We're underneath the main altar now. The complex's website refers to this as the Hypogeal, i.e., the Subterranean, and as the 'Abbot's Crypt' from the time when this was an Olivetan monastery. That blast of inspired light near the roof is actually a fairly worthy Calvary scene and some enchanted forest scenes round the sides, but the crypty lighting is not conducive to seeing anything in a photo.

The knowledgeable docent is explaining the purpose of all the scolatoi, or draining holes, for the burial of the dead abbots 'through the practice of 'scolatura' (draining). Oh man. That cordoned-off hole in the floor is part of that process.

There's something about crypts that evokes more and more questions for the guide.

Somebody got left behind. As a memento mori, why not?

The website points out that this draining factory is 'made elegant by the grand Imperial staircase'.

Just outside, facing the Via Monteoliveto, that's the Fontana di Monteoliveto, completed in 1699, with a bronze statue of Charles II of Spain sticking out the top.

Approaching the Piazza del Gesù Nuovo, with its garish Guglia dell'Immacolata multi-statue, referred to by Google as a 'towering spire'.

Our Operazione 'Strade Secure' protection squad is taking a short well-deserved break.

The Guglia dell'Immacolata (Spire of the Immaculate Conception) -- 'Striking 18th-century monument standing 111 ft. & featuring detailed baroque ornamentation'. No kidding!

The Piazza del Gesù Nuovo and the Chiesa del Gesù Nuovo, with the grey 'diamante' façade, and bits of the Complesso Monumentale di Santa Chiara (Santa Clara Complex) peeking round from the right.

The Santa Chiara complex (we'll stop in there later; right now . . . )

The Church of Gesù Nuovo

It's the Gesù Nuovo (with its diamond-shaped façade elements, reminiscent of the Diamond Palace in Ferrara).

OMG! Where to start?

Not an inch unadorned

The site originally held a palace built in 1470 for the Sanseverino family, immediately outside the city limits until the expansion of the early 16th century. The property was confiscated from the unhappy family and in 1580s sold to the Jesuits, who built the church, 1584-1601, retaining the unusual façade from the palace of the 'rustic ashlar diamond projections'.

The Society of Jesus was expelled from Naples in 1767, and the church was taken over by the Franciscans. (The Jesuits came back in 1821 but were booted out again in 1848.) It's administered now by the Archdiocese of Naples.

Like something from my memories of NYC's Grand Central Station in the 1950s.

The Chapel of the Crucifix, with wooden statues of Christ, Mary, and John the Baptist [this might be a mistaken caption: they look like two babes and no Baptists]

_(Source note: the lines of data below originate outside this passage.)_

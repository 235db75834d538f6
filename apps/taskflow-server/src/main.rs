use anyhow::{anyhow, Context, Result};
use clap::{Parser, Subcommand};
use runtime::{AppConfig, AppConfigProvider, CliArgs, ConfigProvider, DatabaseConfig};
use sea_orm::{ConnectOptions, ConnectionTrait, Database, DatabaseConnection};
use std::net::{SocketAddr, ToSocketAddrs};
use std::path::{Path, PathBuf};
use std::sync::Arc;
use std::time::Duration;
use url::Url;

use modkit::{ModuleEntry, ModuleRegistry, RunOptions, ShutdownOptions};

const DEFAULT_REQUEST_TIMEOUT: Duration = Duration::from_secs(30);
const MEMORY_DSN: &str = "sqlite::memory:";

// Adapter to make AppConfigProvider implement modkit::ConfigProvider
struct ModkitConfigAdapter(Arc<AppConfigProvider>);

impl modkit::ConfigProvider for ModkitConfigAdapter {
    fn get_module_config(&self, module_name: &str) -> Option<&serde_json::Value> {
        self.0.get_module_config(module_name)
    }
}

/// Expand a sqlite DSN into an absolute-path DSN using a base directory.
/// - Keeps "sqlite::memory:" as-is.
/// - Adds `mode=rwc` when no query is given so the file is created.
/// - Normalizes backslashes into forward slashes (important on Windows).
fn absolutize_sqlite_dsn(dsn: &str, base_dir: &Path, create_dirs: bool) -> Result<String> {
    if dsn.eq_ignore_ascii_case(MEMORY_DSN) || dsn.eq_ignore_ascii_case("sqlite://:memory:") {
        return Ok(MEMORY_DSN.to_string());
    }
    let db_path = dsn
        .strip_prefix("sqlite://")
        .ok_or_else(|| anyhow!("DSN must start with sqlite:// (got: {})", dsn))?;

    let (path_str, query) = match db_path.split_once('?') {
        Some((p, q)) => (p, q),
        None => (db_path, "mode=rwc"),
    };

    let mut p = PathBuf::from(path_str);
    if p.as_os_str().is_empty() {
        return Err(anyhow!("Empty SQLite path in DSN"));
    }
    if p.is_relative() {
        p = base_dir.join(p);
    }

    if let Some(dir) = p.parent() {
        if create_dirs {
            std::fs::create_dir_all(dir)
                .with_context(|| format!("cannot create database dir {}", dir.display()))?;
        }
    }

    let mut out = String::from("sqlite://");
    out.push_str(&p.to_string_lossy().replace('\\', "/"));
    if !query.is_empty() {
        out.push('?');
        out.push_str(query);
    }
    Ok(out)
}

/// Detect DB backend from URL scheme.
fn detect_from_dsn(cfg: &DatabaseConfig) -> Result<&'static str> {
    let raw = cfg.url.trim();
    if raw.is_empty() {
        return Err(anyhow!("Database URL not configured"));
    }
    if raw.eq_ignore_ascii_case(MEMORY_DSN) {
        return Ok("sqlite");
    }

    let url = Url::parse(raw).map_err(|e| anyhow!("Invalid database DSN '{}': {}", raw, e))?;
    match url.scheme() {
        "sqlite" | "sqlite3" => Ok("sqlite"),
        "postgres" | "postgresql" => Ok("postgres"),
        other => Err(anyhow!("Unsupported database type: {}", other)),
    }
}

fn bind_addr(config: &AppConfig) -> Result<SocketAddr> {
    let host = config.server.host.trim();
    (host, config.server.port)
        .to_socket_addrs()
        .with_context(|| format!("invalid bind address {}:{}", host, config.server.port))?
        .next()
        .ok_or_else(|| anyhow!("bind address {host} resolved to nothing"))
}

fn request_timeout(config: &AppConfig) -> Duration {
    match config.server.timeout_sec {
        0 => DEFAULT_REQUEST_TIMEOUT,
        secs => Duration::from_secs(secs),
    }
}

/// TaskFlow Server - personal task tracking API
#[derive(Parser)]
#[command(name = "taskflow-server")]
#[command(about = "TaskFlow Server - personal task tracking API")]
#[command(version = "0.1.0")]
struct Cli {
    /// Path to configuration file
    #[arg(short, long)]
    config: Option<PathBuf>,

    /// Port for HTTP server (overrides config)
    #[arg(short, long)]
    port: Option<u16>,

    /// Print effective configuration and exit
    #[arg(long)]
    print_config: bool,

    /// Log verbosity level (-v debug, -vv trace)
    #[arg(short, long, action = clap::ArgAction::Count)]
    verbose: u8,

    /// Use an in-memory SQLite database
    #[arg(long)]
    mock: bool,

    #[command(subcommand)]
    command: Option<Commands>,
}

#[derive(Subcommand)]
enum Commands {
    /// Start the server
    Run,
    /// Check configuration
    Check,
}

#[tokio::main]
async fn main() -> Result<()> {
    let cli = Cli::parse();

    let args = CliArgs {
        config: cli.config.as_ref().map(|p| p.to_string_lossy().to_string()),
        port: cli.port,
        print_config: cli.print_config,
        verbose: cli.verbose,
        mock: cli.mock,
    };

    // Load configuration (normalized home_dir is applied inside)
    let mut config = AppConfig::load_or_default(cli.config.as_deref())?;
    config.apply_cli_overrides(&args);

    let logging_config = config.logging.clone().unwrap_or_default();
    runtime::logging::init_logging_from_config(&logging_config, Path::new(&config.server.home_dir));
    tracing::info!(version = env!("CARGO_PKG_VERSION"), "TaskFlow Server starting");

    if cli.print_config {
        println!("{}", config.to_yaml()?);
        return Ok(());
    }

    match cli.command.unwrap_or(Commands::Run) {
        Commands::Run => run_server(config, args).await,
        Commands::Check => check_config(config, args),
    }
}

async fn connect_db(db_config: &DatabaseConfig, args: &CliArgs, base_dir: &Path) -> Result<DatabaseConnection> {
    let dsn = if args.mock {
        MEMORY_DSN.to_string()
    } else {
        detect_from_dsn(db_config)?;
        let raw = db_config.url.trim();
        if raw.starts_with("sqlite") {
            absolutize_sqlite_dsn(raw, base_dir, true)?
        } else {
            raw.to_string()
        }
    };

    let mut opts = ConnectOptions::new(dsn.clone());
    opts.acquire_timeout(Duration::from_secs(5))
        .sqlx_logging(false);
    if dsn == MEMORY_DSN {
        // Every pooled connection would get its own empty in-memory database.
        opts.max_connections(1);
    } else if let Some(max) = db_config.max_conns {
        opts.max_connections(max);
    }
    if let Some(ms) = db_config.busy_timeout_ms {
        let busy = Duration::from_millis(u64::from(ms));
        opts.map_sqlx_sqlite_opts(move |o| o.busy_timeout(busy));
    }

    tracing::info!("Connecting to database: {}", dsn);
    let db = Database::connect(opts)
        .await
        .with_context(|| format!("failed to connect to {dsn}"))?;
    tracing::info!(backend = ?db.get_database_backend(), "Connected to database");
    Ok(db)
}

fn build_registry(config: &AppConfig) -> Result<ModuleRegistry> {
    let ingress = Arc::new(api_ingress::ApiIngress::new(
        bind_addr(config)?,
        request_timeout(config),
    ));
    let auth = Arc::new(auth::Auth::default());
    let tasks = Arc::new(tasks::Tasks::default());

    let registry = ModuleRegistry::builder()
        .register(
            ModuleEntry::new("api_ingress", ingress.clone())
                .rest_host(ingress.clone())
                .stateful(ingress),
        )
        .register(
            ModuleEntry::new(auth::module::MODULE_NAME, auth.clone())
                .db(auth.clone())
                .rest(auth),
        )
        .register(
            ModuleEntry::new(tasks::module::MODULE_NAME, tasks.clone())
                .deps(&[auth::module::MODULE_NAME])
                .db(tasks.clone())
                .rest(tasks),
        )
        .build()?;
    Ok(registry)
}

async fn run_server(config: AppConfig, args: CliArgs) -> Result<()> {
    tracing::info!("Initializing modules...");

    let base_dir = PathBuf::from(&config.server.home_dir);
    let db = match (&config.database, args.mock) {
        (Some(db_config), _) => Some(connect_db(db_config, &args, &base_dir).await?),
        (None, true) => {
            let mock = DatabaseConfig {
                url: MEMORY_DSN.to_string(),
                max_conns: None,
                busy_timeout_ms: None,
            };
            Some(connect_db(&mock, &args, &base_dir).await?)
        }
        (None, false) => {
            tracing::warn!("No database configuration found, running without database");
            None
        }
    };

    let registry = build_registry(&config)?;
    tracing::debug!(modules = ?registry.names(), "Module registry built");

    let config_provider = Arc::new(ModkitConfigAdapter(Arc::new(AppConfigProvider::new(config))));

    modkit::run(RunOptions {
        registry,
        modules_cfg: config_provider,
        db,
        shutdown: ShutdownOptions::Signals,
    })
    .await
}

/// Validates everything `run` would read without opening sockets or the database.
fn check_config(config: AppConfig, args: CliArgs) -> Result<()> {
    tracing::info!("Checking configuration...");

    if !args.mock {
        let db = config
            .database
            .as_ref()
            .ok_or_else(|| anyhow!("database section is missing (use --mock for in-memory)"))?;
        let backend = detect_from_dsn(db)?;
        tracing::info!(backend, "Database URL is valid");
    }

    bind_addr(&config)?;
    check_module_section::<api_ingress::ApiIngressConfig>(&config, "api_ingress")?;
    let auth_cfg: auth::config::AuthConfig = check_module_section(&config, auth::module::MODULE_NAME)?;
    auth::domain::service::ServiceConfig::new(&auth_cfg.email_pattern)?;
    let tasks_cfg: tasks::config::TasksConfig = check_module_section(&config, tasks::module::MODULE_NAME)?;
    tasks_cfg.validate()?;

    tracing::info!("Configuration is valid");
    println!("Configuration check passed");
    println!("{}", config.to_yaml()?);
    Ok(())
}

fn check_module_section<T>(config: &AppConfig, name: &str) -> Result<T>
where
    T: serde::de::DeserializeOwned + Default,
{
    match config.modules.get(name) {
        Some(raw) => serde_json::from_value(raw.clone())
            .with_context(|| format!("invalid config for module '{name}'")),
        None => Ok(T::default()),
    }
}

Peeking through the interstices

Behind the main altar

That's identified as St Francis Xavier, the Jesuit missionary, but perhaps it's a body double (since he died in China).

Next up: Across the street to the Cloisters of Santa Chiara, and then the Duomo


Feedback and suggestions are welcome if positive, resented if negative, . All rights reserved, all wrongs avenged. Posted 7 January 2024.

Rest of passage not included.